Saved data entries
◆ ◆ ◆ ◆ ◆
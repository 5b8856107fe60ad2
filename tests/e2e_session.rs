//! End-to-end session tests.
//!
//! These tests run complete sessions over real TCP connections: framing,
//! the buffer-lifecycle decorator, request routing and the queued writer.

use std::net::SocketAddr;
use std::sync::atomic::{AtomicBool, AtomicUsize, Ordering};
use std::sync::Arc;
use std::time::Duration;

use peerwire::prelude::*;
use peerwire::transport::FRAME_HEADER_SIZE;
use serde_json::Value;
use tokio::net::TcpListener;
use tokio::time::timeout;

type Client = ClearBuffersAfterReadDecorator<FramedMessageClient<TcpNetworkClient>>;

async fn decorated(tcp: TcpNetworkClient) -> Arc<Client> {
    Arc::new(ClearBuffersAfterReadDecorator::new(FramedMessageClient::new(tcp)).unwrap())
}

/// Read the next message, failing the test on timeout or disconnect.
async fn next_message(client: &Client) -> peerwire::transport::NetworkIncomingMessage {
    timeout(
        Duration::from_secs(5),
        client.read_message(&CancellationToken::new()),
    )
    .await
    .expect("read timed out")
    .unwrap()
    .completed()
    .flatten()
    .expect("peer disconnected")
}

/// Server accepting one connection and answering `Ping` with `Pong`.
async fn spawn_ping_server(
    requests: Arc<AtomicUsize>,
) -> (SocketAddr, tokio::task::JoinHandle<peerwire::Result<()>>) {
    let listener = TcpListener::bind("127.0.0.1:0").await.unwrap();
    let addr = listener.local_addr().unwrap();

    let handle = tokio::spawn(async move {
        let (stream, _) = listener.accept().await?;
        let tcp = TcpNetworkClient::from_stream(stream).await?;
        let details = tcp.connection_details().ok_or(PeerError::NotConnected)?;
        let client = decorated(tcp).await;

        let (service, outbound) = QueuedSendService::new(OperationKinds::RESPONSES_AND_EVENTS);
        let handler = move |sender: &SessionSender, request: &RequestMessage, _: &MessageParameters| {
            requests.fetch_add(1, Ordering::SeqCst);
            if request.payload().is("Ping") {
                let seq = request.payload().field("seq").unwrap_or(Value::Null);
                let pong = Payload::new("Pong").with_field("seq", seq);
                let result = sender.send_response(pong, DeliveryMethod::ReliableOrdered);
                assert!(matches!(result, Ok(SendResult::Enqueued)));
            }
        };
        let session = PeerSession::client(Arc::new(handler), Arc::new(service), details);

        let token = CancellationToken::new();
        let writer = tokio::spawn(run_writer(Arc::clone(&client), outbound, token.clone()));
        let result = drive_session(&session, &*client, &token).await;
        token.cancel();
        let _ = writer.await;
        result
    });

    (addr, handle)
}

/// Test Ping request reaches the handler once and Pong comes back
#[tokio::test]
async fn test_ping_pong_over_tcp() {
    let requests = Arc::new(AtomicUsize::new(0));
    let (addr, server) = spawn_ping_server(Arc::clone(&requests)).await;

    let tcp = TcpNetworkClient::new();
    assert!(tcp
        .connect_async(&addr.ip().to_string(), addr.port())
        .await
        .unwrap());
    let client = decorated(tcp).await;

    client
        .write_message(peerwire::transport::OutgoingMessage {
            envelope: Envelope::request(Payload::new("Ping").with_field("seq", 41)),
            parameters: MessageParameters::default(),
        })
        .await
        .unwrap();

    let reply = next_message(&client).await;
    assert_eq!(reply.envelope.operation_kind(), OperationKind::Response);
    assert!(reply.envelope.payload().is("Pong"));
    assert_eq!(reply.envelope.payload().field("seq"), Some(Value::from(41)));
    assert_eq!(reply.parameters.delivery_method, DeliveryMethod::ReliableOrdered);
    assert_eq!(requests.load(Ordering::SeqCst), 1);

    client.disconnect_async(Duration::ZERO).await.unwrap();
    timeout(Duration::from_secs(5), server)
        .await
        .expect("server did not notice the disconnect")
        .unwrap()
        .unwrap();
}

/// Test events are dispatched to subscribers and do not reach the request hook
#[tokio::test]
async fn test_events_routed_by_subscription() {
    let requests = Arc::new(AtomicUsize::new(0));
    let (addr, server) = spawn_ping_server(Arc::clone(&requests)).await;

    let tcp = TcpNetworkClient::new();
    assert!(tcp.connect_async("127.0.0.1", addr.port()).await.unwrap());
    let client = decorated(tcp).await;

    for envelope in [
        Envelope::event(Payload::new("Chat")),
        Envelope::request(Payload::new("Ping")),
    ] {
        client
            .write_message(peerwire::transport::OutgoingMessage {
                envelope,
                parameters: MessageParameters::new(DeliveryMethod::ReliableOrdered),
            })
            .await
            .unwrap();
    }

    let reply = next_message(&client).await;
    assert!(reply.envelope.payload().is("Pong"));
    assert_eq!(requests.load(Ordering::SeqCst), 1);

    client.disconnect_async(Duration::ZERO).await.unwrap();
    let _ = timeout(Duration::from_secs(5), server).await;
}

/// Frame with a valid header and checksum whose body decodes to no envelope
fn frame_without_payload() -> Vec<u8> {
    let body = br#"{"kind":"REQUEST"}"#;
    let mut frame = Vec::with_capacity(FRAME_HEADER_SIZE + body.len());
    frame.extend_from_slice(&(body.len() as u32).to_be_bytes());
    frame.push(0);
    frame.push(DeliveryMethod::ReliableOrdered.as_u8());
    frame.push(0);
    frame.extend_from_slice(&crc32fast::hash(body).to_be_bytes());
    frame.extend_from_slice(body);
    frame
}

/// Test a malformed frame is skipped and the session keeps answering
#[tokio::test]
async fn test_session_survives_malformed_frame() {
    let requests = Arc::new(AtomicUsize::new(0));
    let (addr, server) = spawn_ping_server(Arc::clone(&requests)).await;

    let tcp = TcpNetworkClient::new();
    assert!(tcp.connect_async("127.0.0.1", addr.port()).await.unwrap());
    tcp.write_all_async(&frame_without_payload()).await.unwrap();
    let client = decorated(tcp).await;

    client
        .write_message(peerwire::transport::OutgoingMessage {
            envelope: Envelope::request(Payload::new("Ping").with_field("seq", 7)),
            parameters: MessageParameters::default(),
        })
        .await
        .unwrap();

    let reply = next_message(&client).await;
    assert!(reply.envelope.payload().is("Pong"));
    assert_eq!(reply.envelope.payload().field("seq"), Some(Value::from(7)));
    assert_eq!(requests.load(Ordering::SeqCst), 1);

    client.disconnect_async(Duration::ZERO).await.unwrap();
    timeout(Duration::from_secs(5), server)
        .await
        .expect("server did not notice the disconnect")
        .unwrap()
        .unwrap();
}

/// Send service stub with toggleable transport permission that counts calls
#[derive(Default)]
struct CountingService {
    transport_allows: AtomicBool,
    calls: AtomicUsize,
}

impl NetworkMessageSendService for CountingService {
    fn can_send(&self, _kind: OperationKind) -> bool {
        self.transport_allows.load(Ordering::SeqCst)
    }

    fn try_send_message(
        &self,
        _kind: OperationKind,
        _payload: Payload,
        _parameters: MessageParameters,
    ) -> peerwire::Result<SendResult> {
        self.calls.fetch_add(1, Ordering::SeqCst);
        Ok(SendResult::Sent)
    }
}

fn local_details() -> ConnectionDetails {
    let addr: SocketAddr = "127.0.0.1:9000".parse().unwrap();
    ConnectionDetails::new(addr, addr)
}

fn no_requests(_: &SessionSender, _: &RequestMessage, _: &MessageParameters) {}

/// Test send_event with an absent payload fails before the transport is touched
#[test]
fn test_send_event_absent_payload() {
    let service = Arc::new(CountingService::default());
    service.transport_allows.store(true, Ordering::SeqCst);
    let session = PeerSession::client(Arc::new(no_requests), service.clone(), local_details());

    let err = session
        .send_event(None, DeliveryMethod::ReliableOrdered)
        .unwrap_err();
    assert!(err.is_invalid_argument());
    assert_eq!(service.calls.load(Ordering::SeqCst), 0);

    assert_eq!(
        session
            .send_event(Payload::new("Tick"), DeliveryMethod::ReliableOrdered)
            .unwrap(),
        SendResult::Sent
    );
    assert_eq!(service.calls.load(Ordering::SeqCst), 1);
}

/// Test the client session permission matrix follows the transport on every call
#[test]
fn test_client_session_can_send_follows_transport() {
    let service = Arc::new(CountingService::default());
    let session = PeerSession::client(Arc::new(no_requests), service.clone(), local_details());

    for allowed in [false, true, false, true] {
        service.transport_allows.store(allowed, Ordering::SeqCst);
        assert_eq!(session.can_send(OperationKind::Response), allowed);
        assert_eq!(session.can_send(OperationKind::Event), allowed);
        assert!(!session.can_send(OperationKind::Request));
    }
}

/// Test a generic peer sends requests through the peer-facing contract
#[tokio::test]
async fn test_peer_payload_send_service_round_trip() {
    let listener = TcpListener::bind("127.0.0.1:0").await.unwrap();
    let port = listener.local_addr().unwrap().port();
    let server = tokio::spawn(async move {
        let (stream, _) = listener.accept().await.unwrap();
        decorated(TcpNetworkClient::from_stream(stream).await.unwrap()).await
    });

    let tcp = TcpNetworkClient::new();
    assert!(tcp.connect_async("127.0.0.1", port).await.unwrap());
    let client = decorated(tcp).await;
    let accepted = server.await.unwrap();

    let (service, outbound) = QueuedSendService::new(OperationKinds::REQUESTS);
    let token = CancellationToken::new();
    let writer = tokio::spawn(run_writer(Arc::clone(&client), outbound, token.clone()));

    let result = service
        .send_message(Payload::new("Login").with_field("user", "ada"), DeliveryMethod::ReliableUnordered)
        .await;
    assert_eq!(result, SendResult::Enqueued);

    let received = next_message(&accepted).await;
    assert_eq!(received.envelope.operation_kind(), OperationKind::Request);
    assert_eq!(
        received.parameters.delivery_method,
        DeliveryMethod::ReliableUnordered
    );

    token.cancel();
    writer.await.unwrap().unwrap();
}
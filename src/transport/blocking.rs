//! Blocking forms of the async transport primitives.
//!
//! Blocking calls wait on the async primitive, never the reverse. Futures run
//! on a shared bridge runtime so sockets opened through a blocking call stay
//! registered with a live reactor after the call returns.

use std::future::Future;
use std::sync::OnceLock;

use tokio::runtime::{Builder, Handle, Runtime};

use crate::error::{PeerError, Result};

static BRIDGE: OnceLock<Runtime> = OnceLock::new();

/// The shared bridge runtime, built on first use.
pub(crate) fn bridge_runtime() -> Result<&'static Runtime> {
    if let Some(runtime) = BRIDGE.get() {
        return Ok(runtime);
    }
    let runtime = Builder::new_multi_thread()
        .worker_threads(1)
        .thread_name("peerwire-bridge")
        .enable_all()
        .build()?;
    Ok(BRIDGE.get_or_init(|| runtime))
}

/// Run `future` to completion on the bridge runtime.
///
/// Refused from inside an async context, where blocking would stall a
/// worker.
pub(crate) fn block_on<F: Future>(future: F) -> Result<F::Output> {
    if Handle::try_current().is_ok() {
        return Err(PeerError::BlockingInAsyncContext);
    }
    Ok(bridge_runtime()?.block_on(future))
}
◆ ◆ ◆ ◆ ◆
EXERCISE DESCRIPTION –
Going through the entries above, show each line that contains "allowed".

EXERCISE RESULT –
    for allowed in [false, true, false, true] {
        service.transport_allows.store(allowed, Ordering::SeqCst);
        assert_eq!(session.can_send(OperationKind::Response), allowed);
        assert_eq!(session.can_send(OperationKind::Event), allowed);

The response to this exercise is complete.